Reka’s first commercial product, Yasa, doesn’t quite live up to these lofty ambitions. But it exemplifies the startup’s early approach. In addition to text, Yasa is a multimodal AI “assistant” trained to understand images, videos and tabular data in addition to words and phrases. It can be used to generate ideas and answer basic questions, as well as gain insights from a company’s internal data, Yoga Tamar said.

In this way, Yasa, which is in beta, is no different from models such as GPT-4, which can also understand text and images.
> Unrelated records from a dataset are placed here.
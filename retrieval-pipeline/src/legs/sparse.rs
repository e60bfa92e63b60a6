use common::{
    config::ScopedConfig,
    error::AppError,
    storage::types::chunk::{Chunk, ScoredChunk},
};
use tracing::debug;

use crate::{ChunkMatch, MatchSource, SearchContext};

use super::query_tokens;

/// Which fallback stage produced a sparse hit.
#[derive(Debug, Clone, Copy, PartialEq, Eq)]
pub enum SparseEngine {
    Fts,
    FtsRelaxedOr,
    FilePath,
}

impl SparseEngine {
    pub fn as_str(self) -> &'static str {
        match self {
            Self::Fts => "fts",
            Self::FtsRelaxedOr => "fts_relaxed_or",
            Self::FilePath => "file_path",
        }
    }
}

/// Sparse leg with the three-stage fallback:
/// 1. plain conjunctive match (every meaningful token must appear),
/// 2. relaxed OR over up to `max_terms` tokens,
/// 3. file-path search when the query looks like an identifier or path.
pub async fn run(
    ctx: &SearchContext,
    corpus_ids: &[String],
    query: &str,
    config: &ScopedConfig,
) -> Result<Vec<ChunkMatch>, AppError> {
    let tokens = query_tokens(query);
    let take = config.retrieval.topk_sparse;
    let filename_like = is_filename_like(query, &tokens);

    let mut out = Vec::new();
    for corpus_id in corpus_ids {
        let (hits, engine) = search_with_fallback(ctx, corpus_id, query, &tokens, take, config).await?;

        for scored in hits {
            let mut score = scored.score;
            if filename_like {
                score *= filename_boost(&scored.chunk.file_path, &tokens, config);
            }

            let mut m = to_match(scored.chunk, score);
            m.meta_insert("sparse_engine", serde_json::json!(engine.as_str()));
            m.meta_insert(
                "sparse_relaxed",
                serde_json::json!(engine == SparseEngine::FtsRelaxedOr),
            );
            out.push(m);
        }
    }

    out.sort_by(|a, b| {
        b.score
            .partial_cmp(&a.score)
            .unwrap_or(std::cmp::Ordering::Equal)
            .then_with(|| a.chunk_id.cmp(&b.chunk_id))
    });

    debug!(results = out.len(), "Sparse leg complete");
    Ok(out)
}

async fn search_with_fallback(
    ctx: &SearchContext,
    corpus_id: &str,
    query: &str,
    tokens: &[String],
    take: usize,
    config: &ScopedConfig,
) -> Result<(Vec<ScoredChunk>, SparseEngine), AppError> {
    // Stage 1: plain query, conjunctive over meaningful tokens.
    let hits = Chunk::fts_search(&ctx.db, corpus_id, query, take).await?;
    let plain: Vec<ScoredChunk> = hits
        .into_iter()
        .filter(|hit| contains_all_tokens(&hit.chunk.content, tokens))
        .collect();
    if !plain.is_empty() {
        return Ok((plain, SparseEngine::Fts));
    }

    // Stage 2: relaxed OR over a bounded token set.
    let or_terms: Vec<String> = tokens.iter().take(config.sparse.max_terms).cloned().collect();
    if !or_terms.is_empty() {
        let relaxed = Chunk::fts_search(&ctx.db, corpus_id, &or_terms.join(" "), take).await?;
        if !relaxed.is_empty() {
            debug!(corpus_id, "Sparse plain query empty; relaxed OR matched");
            return Ok((relaxed, SparseEngine::FtsRelaxedOr));
        }
    }

    // Stage 3: file-path prefix search for filename-like queries.
    if is_filename_like(query, tokens) {
        let chunks = Chunk::file_path_search(&ctx.db, corpus_id, tokens, take).await?;
        if !chunks.is_empty() {
            debug!(corpus_id, "Sparse FTS empty; file-path search matched");
            let scored = chunks
                .into_iter()
                .map(|chunk| ScoredChunk { chunk, score: 1.0 })
                .collect();
            return Ok((scored, SparseEngine::FilePath));
        }
    }

    Ok((Vec::new(), SparseEngine::Fts))
}

fn to_match(chunk: Chunk, score: f32) -> ChunkMatch {
    let mut m = ChunkMatch {
        chunk_id: chunk.id,
        corpus_id: chunk.corpus_id,
        content: chunk.content,
        file_path: chunk.file_path,
        start_line: chunk.start_line,
        end_line: chunk.end_line,
        language: chunk.language,
        score,
        source: MatchSource::Sparse,
        metadata: serde_json::Map::new(),
    };
    m.absorb_chunk_metadata(&chunk.metadata);
    m
}

fn contains_all_tokens(content: &str, tokens: &[String]) -> bool {
    if tokens.is_empty() {
        return false;
    }
    let lower = content.to_lowercase();
    tokens.iter().all(|token| lower.contains(token.as_str()))
}

/// Identifier/path heuristic: explicit separators, or a short run of
/// identifier-ish words.
pub fn is_filename_like(query: &str, tokens: &[String]) -> bool {
    let trimmed = query.trim();
    if trimmed.contains('/') || trimmed.contains('.') || trimmed.contains('_') {
        return true;
    }

    !tokens.is_empty()
        && tokens.len() <= 4
        && tokens
            .iter()
            .all(|t| t.len() >= 3 && t.chars().all(|c| c.is_ascii_alphanumeric() || c == '_'))
}

/// Multiplicative filename boost, always >= 1. A token equal to the file's
/// basename (with or without extension) is an exact match; a token occurring
/// inside any path component is partial.
fn filename_boost(file_path: &str, tokens: &[String], config: &ScopedConfig) -> f32 {
    if file_path.is_empty() || tokens.is_empty() {
        return 1.0;
    }

    let lower = file_path.to_lowercase();
    let basename = lower.rsplit('/').next().unwrap_or(&lower);
    let stem = basename.rsplit_once('.').map_or(basename, |(s, _)| s);

    let exact = tokens
        .iter()
        .any(|t| t.as_str() == basename || t.as_str() == stem);
    if exact {
        return config.scoring.filename_boost_exact;
    }

    let partial = lower
        .split('/')
        .any(|component| tokens.iter().any(|t| component.contains(t.as_str())));
    if partial {
        return config.scoring.filename_boost_partial;
    }

    1.0
}

#[cfg(test)]
mod tests {
    use super::*;
    use common::config::scoped::SparseLegSettings;
    use common::storage::db::SurrealDbClient;
    use common::utils::embedding::EmbeddingProvider;
    use std::sync::Arc;
    use uuid::Uuid;

    async fn context() -> SearchContext {
        let db = Arc::new(
            SurrealDbClient::memory("sparse_leg_ns", &Uuid::new_v4().to_string())
                .await
                .expect("in-memory surrealdb"),
        );
        db.apply_schema(3, &SparseLegSettings::default(), 1.2, 0.4)
            .await
            .expect("schema");
        SearchContext::new(db, Arc::new(EmbeddingProvider::new_hashed(3)))
    }

    async fn index(ctx: &SearchContext, id: &str, content: &str, path: &str) {
        Chunk::store_with_embedding(
            Chunk::new(id.into(), "repo".into(), content.into(), path.into(), 1, 10),
            vec![1.0, 0.0, 0.0],
            &ctx.db,
        )
        .await
        .expect("store chunk");
        ctx.db.rebuild_indexes().await.expect("rebuild");
    }

    #[tokio::test]
    async fn plain_conjunctive_query_wins_when_all_terms_match() {
        let ctx = context().await;
        index(&ctx, "c1", "authentication flow token refresh login", "src/auth.py").await;

        let config = ScopedConfig::default();
        let matches = run(
            &ctx,
            &["repo".to_string()],
            "authentication token refresh",
            &config,
        )
        .await
        .expect("sparse leg");

        assert_eq!(matches.len(), 1);
        assert_eq!(matches[0].metadata["sparse_engine"], "fts");
        assert_eq!(matches[0].metadata["sparse_relaxed"], false);
    }

    #[tokio::test]
    async fn relaxed_or_fallback_matches_when_plain_query_is_empty() {
        let ctx = context().await;
        index(&ctx, "c1", "authentication flow token refresh login", "src/auth.py").await;

        let config = ScopedConfig::default();
        let matches = run(
            &ctx,
            &["repo".to_string()],
            "Where is the authentication flow unicorn token refresh code?",
            &config,
        )
        .await
        .expect("sparse leg");

        assert_eq!(matches.len(), 1, "relaxed OR should rescue the query");
        assert_eq!(matches[0].metadata["sparse_engine"], "fts_relaxed_or");
        assert_eq!(matches[0].metadata["sparse_relaxed"], true);
    }

    #[tokio::test]
    async fn file_path_fallback_matches_filename_queries() {
        let ctx = context().await;
        index(&ctx, "c1", "class LoginHandler: pass", "src/auth/login_controller.py").await;

        let config = ScopedConfig::default();
        let matches = run(&ctx, &["repo".to_string()], "login controller", &config)
            .await
            .expect("sparse leg");

        assert_eq!(matches.len(), 1);
        assert_eq!(matches[0].metadata["sparse_engine"], "file_path");
        // Partial component match applies the partial boost.
        let expected = 1.0 * config.scoring.filename_boost_partial;
        assert!((matches[0].score - expected).abs() < 1e-5);
    }

    #[tokio::test]
    async fn no_stage_matching_yields_empty() {
        let ctx = context().await;
        index(&ctx, "c1", "completely unrelated content", "src/other.rs").await;

        let config = ScopedConfig::default();
        let matches = run(&ctx, &["repo".to_string()], "zzz qqq", &config)
            .await
            .expect("sparse leg");
        assert!(matches.is_empty());
    }

    #[test]
    fn filename_heuristic_detects_paths_and_identifiers() {
        assert!(is_filename_like("src/auth.py", &query_tokens("src/auth.py")));
        assert!(is_filename_like("login_controller", &query_tokens("login_controller")));
        assert!(is_filename_like("login controller", &query_tokens("login controller")));
        assert!(!is_filename_like(
            "how does the retrieval fusion pipeline combine legs",
            &query_tokens("how does the retrieval fusion pipeline combine legs"),
        ));
    }

    #[test]
    fn exact_basename_boost_beats_partial() {
        let config = ScopedConfig::default();
        let tokens = vec!["login_controller".to_string()];
        let exact = filename_boost("src/auth/login_controller.py", &tokens, &config);
        assert!((exact - config.scoring.filename_boost_exact).abs() < 1e-6);

        let tokens = vec!["login".to_string()];
        let partial = filename_boost("src/auth/login_controller.py", &tokens, &config);
        assert!((partial - config.scoring.filename_boost_partial).abs() < 1e-6);

        let tokens = vec!["payments".to_string()];
        let none = filename_boost("src/auth/login_controller.py", &tokens, &config);
        assert!((none - 1.0).abs() < 1e-6);
    }
}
But the difference is that Yasa can be easily personalized based on proprietary data and applications.

“Our technology enables businesses to benefit from LLM advancements to meet their deployment constraints without requiring an in-house team of expert AI engineers,” said Yogatama.

Asha is just the beginning. Next, Reka plans to turn its attention to artificial intelligence, which can accept and generate more types of data and continuously improve itself to stay current without retraining.

To this end, Reka currently offers its services only to select clients, and Reka also offers a service to adapt the LLMs it develops to custom or proprietary company data sets. Customers can run “refined” models on their own infrastructure or through Reka’s API, depending on application and project constraints.

It should be noted that Reka is not the only startup pursuing a model more suited to enterprise use cases. Writer allows clients to fine-tune the LLM to their own content and style guides. The recent creeps Contextual AI and LlamaIndex are developing tools that allow companies to add their own data to existing LLMs. Cohere trains the LL.M. according to the client’s requirements.

Not to be outdone, incumbents such as OpenAI now offer tools for fine-tuning models and connecting them to the internet and other sources to ensure they stay up to date.

But Reka’s sales pitch won over an early customer (and investor) Snowflake, which partnered with the startup to let Snowflake customers deploy Yasa from their accounts. Big data analytics company Appen also recently announced that it is working with Reka to build custom multimodal model-driven applications for enterprises.

Rob Toews, a partner at Radical Ventures, said this when asked why he invested in Reka:

“Reka is unique in that it offers every business the power and potential of an LL.M. without enduring many of the trade-offs,” Toews said via email. “Reka’s distilled Yasa models keep data in-house, they are very cost- and energy-efficient, and they don’t require expensive research teams to build models from scratch. It is about giving each business its own, production-quality base model.”

Reka, which has not yet generated revenue, will use the funding it has received so far to acquire computing power from Nvidia and build a business team, Yogatama said.